START RECORD EXCERPTS

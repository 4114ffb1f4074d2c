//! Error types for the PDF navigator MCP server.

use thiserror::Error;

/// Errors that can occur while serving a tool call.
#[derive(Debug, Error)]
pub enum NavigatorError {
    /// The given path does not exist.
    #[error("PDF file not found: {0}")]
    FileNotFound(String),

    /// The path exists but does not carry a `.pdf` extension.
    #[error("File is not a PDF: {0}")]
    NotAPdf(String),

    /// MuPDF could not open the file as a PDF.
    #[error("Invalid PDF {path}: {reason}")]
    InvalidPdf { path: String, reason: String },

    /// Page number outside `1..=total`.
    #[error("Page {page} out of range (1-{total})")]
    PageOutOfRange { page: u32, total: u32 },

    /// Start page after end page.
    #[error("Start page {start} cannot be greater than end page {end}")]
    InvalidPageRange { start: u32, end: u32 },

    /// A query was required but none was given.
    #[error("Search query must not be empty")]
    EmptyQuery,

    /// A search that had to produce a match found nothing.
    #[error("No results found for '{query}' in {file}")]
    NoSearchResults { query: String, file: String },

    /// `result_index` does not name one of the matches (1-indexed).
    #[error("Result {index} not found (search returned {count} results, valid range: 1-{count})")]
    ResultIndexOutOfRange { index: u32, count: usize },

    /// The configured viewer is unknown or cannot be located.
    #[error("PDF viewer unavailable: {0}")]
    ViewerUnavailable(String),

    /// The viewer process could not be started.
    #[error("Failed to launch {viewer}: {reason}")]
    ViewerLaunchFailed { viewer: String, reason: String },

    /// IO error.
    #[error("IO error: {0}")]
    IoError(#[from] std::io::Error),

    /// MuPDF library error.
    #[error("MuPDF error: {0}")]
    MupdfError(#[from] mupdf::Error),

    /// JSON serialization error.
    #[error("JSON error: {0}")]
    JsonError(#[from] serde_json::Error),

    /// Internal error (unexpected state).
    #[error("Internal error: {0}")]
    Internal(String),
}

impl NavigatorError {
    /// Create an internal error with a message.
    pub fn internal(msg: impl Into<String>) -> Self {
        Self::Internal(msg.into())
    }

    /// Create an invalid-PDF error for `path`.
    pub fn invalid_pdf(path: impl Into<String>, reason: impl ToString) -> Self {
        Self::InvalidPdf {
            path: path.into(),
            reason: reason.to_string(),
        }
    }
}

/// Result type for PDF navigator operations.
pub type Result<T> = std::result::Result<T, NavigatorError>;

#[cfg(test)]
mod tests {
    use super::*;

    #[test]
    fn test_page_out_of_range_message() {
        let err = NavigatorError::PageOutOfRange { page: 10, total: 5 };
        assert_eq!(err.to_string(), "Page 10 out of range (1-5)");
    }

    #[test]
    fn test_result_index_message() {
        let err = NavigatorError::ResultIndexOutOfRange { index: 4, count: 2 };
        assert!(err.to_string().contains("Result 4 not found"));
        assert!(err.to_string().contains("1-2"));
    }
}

END RECORD EXCERPTS
START RECORD EXCERPTS

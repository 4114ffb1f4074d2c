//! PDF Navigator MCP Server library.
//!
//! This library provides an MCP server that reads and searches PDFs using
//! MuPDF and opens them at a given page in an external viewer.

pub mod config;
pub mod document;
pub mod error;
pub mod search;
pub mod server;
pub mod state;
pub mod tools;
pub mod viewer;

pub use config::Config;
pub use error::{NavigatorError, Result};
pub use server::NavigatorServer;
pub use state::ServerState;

END RECORD EXCERPTS
START RECORD EXCERPTS

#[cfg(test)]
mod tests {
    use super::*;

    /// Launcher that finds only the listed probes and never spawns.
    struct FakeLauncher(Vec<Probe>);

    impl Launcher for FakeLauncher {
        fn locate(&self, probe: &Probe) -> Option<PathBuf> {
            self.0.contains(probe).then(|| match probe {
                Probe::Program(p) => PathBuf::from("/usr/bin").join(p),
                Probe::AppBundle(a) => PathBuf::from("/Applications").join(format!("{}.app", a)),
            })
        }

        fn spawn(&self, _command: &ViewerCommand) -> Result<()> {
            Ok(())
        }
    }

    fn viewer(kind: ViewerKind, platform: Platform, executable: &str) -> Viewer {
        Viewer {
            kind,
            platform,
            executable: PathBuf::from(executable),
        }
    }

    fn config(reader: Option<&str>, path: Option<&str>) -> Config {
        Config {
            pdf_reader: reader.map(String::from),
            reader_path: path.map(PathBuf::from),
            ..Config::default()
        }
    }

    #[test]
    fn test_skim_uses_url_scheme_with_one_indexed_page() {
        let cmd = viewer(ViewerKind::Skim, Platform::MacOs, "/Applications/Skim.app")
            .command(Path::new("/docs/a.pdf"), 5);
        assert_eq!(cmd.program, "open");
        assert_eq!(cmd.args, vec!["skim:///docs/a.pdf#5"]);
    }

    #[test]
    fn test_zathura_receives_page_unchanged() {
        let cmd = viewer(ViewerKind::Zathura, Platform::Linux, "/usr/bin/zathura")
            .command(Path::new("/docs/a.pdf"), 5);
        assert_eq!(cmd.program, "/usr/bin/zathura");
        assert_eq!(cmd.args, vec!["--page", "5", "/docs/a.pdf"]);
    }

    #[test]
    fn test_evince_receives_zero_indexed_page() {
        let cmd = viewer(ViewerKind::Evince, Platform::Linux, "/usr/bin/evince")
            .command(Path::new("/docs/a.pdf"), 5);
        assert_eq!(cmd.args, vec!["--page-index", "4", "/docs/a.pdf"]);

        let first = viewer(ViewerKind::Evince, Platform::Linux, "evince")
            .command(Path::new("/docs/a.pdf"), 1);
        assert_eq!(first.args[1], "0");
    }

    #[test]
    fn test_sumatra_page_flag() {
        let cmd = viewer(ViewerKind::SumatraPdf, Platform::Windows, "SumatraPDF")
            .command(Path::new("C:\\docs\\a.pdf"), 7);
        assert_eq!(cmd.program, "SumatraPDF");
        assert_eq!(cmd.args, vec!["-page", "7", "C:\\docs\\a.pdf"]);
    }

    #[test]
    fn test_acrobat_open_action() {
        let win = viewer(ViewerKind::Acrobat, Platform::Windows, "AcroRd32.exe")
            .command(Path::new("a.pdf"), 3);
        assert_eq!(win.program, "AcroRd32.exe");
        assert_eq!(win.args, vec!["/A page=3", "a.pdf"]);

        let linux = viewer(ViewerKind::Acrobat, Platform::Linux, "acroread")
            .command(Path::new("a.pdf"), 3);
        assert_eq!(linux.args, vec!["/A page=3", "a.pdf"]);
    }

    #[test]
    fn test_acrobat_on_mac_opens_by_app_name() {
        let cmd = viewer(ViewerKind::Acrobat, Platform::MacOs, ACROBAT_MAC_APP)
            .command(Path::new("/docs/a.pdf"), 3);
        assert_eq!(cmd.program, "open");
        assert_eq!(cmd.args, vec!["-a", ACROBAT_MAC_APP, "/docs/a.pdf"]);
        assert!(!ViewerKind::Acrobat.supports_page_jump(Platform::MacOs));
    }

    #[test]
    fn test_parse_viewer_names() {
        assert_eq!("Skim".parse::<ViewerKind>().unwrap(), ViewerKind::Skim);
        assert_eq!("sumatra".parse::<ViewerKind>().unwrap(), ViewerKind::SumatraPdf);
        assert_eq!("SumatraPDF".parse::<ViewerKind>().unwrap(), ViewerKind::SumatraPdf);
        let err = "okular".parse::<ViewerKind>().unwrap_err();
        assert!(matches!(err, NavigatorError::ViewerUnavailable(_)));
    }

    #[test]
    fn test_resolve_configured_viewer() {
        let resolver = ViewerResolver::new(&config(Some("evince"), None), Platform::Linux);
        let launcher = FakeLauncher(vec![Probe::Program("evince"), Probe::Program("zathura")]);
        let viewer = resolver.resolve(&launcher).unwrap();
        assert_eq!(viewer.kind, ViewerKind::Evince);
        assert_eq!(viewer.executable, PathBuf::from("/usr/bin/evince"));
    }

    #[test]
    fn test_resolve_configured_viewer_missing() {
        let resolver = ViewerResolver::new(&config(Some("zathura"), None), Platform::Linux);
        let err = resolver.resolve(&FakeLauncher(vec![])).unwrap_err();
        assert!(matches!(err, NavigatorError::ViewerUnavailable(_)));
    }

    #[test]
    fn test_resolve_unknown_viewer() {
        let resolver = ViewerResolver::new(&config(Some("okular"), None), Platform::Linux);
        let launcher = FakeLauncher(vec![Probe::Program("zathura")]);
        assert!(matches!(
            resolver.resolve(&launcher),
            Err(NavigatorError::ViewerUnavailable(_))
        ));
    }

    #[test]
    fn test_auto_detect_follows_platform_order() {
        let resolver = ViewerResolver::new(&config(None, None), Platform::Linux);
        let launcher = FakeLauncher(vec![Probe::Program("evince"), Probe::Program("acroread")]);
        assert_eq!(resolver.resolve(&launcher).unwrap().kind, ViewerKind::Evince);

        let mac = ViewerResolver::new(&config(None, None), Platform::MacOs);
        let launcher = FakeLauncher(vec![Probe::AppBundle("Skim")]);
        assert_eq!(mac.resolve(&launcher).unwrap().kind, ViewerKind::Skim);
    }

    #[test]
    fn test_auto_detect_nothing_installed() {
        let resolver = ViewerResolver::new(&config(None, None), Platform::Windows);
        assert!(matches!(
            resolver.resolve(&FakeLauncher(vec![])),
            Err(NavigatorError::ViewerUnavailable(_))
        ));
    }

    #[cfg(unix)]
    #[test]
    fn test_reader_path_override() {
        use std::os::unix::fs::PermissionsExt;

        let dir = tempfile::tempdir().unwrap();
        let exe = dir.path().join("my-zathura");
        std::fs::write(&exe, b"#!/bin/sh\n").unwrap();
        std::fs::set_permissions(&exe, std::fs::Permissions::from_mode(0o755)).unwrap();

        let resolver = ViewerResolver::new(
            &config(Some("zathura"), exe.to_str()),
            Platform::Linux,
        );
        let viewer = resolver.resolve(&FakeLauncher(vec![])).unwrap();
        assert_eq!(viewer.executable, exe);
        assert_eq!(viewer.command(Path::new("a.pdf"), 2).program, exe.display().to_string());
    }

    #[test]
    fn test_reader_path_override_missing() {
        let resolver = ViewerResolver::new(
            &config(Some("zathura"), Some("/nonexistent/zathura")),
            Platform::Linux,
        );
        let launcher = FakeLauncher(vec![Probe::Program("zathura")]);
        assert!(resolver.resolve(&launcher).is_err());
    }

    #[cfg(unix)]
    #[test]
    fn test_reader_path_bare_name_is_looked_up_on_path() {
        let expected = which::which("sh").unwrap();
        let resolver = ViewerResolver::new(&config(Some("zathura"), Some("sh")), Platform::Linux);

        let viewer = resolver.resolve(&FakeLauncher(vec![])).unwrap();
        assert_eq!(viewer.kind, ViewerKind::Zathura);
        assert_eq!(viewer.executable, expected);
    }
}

END RECORD EXCERPTS

| PROBLEM STATEMENT |
Retype exactly the lines of the data above that fall between the line with "the matches (1-indexed)." and the line with "u32, count: usize", inclusive, and add nothing.

| COMPLETED EXERCISE |
    /// `result_index` does not name one of the matches (1-indexed).
    #[error("Result {index} not found (search returned {count} results, valid range: 1-{count})")]
    ResultIndexOutOfRange { index: u32, count: usize },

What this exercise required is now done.